* Aim of the task *
Two lines below mark the span: the one containing "use std::path::PathBuf;" and the one containing "pub fn parse(value: &str)". Set down both, plus every line between, exactly as they stand, and nothing else.

* Entries supplied *
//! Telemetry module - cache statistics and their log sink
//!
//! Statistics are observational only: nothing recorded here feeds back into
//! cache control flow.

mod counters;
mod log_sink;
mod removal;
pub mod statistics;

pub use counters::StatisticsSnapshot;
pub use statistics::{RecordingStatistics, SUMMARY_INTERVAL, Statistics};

---

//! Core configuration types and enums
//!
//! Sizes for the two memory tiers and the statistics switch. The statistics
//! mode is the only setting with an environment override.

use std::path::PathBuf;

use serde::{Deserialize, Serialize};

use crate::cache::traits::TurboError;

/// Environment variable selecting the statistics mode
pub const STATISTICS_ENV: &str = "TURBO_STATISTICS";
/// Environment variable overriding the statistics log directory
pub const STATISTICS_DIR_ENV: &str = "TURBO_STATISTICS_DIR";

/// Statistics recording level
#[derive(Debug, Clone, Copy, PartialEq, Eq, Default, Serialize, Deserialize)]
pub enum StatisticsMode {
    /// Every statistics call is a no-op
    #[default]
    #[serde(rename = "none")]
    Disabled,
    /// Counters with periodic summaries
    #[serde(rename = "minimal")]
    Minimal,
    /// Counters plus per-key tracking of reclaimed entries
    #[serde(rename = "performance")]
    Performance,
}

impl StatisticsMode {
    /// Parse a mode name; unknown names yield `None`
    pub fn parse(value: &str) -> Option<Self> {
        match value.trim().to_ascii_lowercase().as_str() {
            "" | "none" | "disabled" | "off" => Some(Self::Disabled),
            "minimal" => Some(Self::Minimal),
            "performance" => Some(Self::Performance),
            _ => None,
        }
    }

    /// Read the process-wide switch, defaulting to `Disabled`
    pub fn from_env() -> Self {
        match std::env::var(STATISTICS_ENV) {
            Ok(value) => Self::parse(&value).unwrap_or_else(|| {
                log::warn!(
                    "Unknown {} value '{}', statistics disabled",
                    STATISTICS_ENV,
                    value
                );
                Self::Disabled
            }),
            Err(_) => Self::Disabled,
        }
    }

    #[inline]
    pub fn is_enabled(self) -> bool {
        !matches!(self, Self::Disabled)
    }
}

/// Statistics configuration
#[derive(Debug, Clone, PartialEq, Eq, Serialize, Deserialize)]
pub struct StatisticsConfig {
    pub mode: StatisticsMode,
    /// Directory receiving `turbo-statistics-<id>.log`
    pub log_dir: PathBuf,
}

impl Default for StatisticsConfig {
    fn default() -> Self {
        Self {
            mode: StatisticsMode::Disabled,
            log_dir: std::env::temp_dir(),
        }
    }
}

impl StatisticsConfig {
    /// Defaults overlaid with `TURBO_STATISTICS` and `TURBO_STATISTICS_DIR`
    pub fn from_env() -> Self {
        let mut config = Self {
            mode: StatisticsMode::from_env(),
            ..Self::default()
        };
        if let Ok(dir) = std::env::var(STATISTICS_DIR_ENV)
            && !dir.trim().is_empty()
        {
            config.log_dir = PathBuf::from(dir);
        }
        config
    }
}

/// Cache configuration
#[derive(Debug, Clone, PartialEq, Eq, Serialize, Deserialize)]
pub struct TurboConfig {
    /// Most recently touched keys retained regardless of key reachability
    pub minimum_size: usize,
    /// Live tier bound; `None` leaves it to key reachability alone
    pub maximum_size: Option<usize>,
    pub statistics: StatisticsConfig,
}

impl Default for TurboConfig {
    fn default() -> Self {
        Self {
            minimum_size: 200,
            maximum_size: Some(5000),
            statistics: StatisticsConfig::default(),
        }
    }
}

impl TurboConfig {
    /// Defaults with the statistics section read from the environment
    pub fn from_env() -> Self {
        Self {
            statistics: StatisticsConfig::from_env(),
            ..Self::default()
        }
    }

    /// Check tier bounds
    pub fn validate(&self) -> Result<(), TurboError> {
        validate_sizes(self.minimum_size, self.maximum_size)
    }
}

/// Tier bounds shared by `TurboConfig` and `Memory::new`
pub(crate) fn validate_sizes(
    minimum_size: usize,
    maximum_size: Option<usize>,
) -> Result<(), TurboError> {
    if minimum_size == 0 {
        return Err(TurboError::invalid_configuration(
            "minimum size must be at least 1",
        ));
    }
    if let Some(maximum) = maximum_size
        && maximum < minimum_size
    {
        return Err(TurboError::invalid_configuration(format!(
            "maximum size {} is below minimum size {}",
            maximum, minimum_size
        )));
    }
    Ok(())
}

* Task result *
use std::path::PathBuf;

use serde::{Deserialize, Serialize};

use crate::cache::traits::TurboError;

/// Environment variable selecting the statistics mode
pub const STATISTICS_ENV: &str = "TURBO_STATISTICS";
/// Environment variable overriding the statistics log directory
pub const STATISTICS_DIR_ENV: &str = "TURBO_STATISTICS_DIR";

/// Statistics recording level
#[derive(Debug, Clone, Copy, PartialEq, Eq, Default, Serialize, Deserialize)]
pub enum StatisticsMode {
    /// Every statistics call is a no-op
    #[default]
    #[serde(rename = "none")]
    Disabled,
    /// Counters with periodic summaries
    #[serde(rename = "minimal")]
    Minimal,
    /// Counters plus per-key tracking of reclaimed entries
    #[serde(rename = "performance")]
    Performance,
}

impl StatisticsMode {
    /// Parse a mode name; unknown names yield `None`
    pub fn parse(value: &str) -> Option<Self> {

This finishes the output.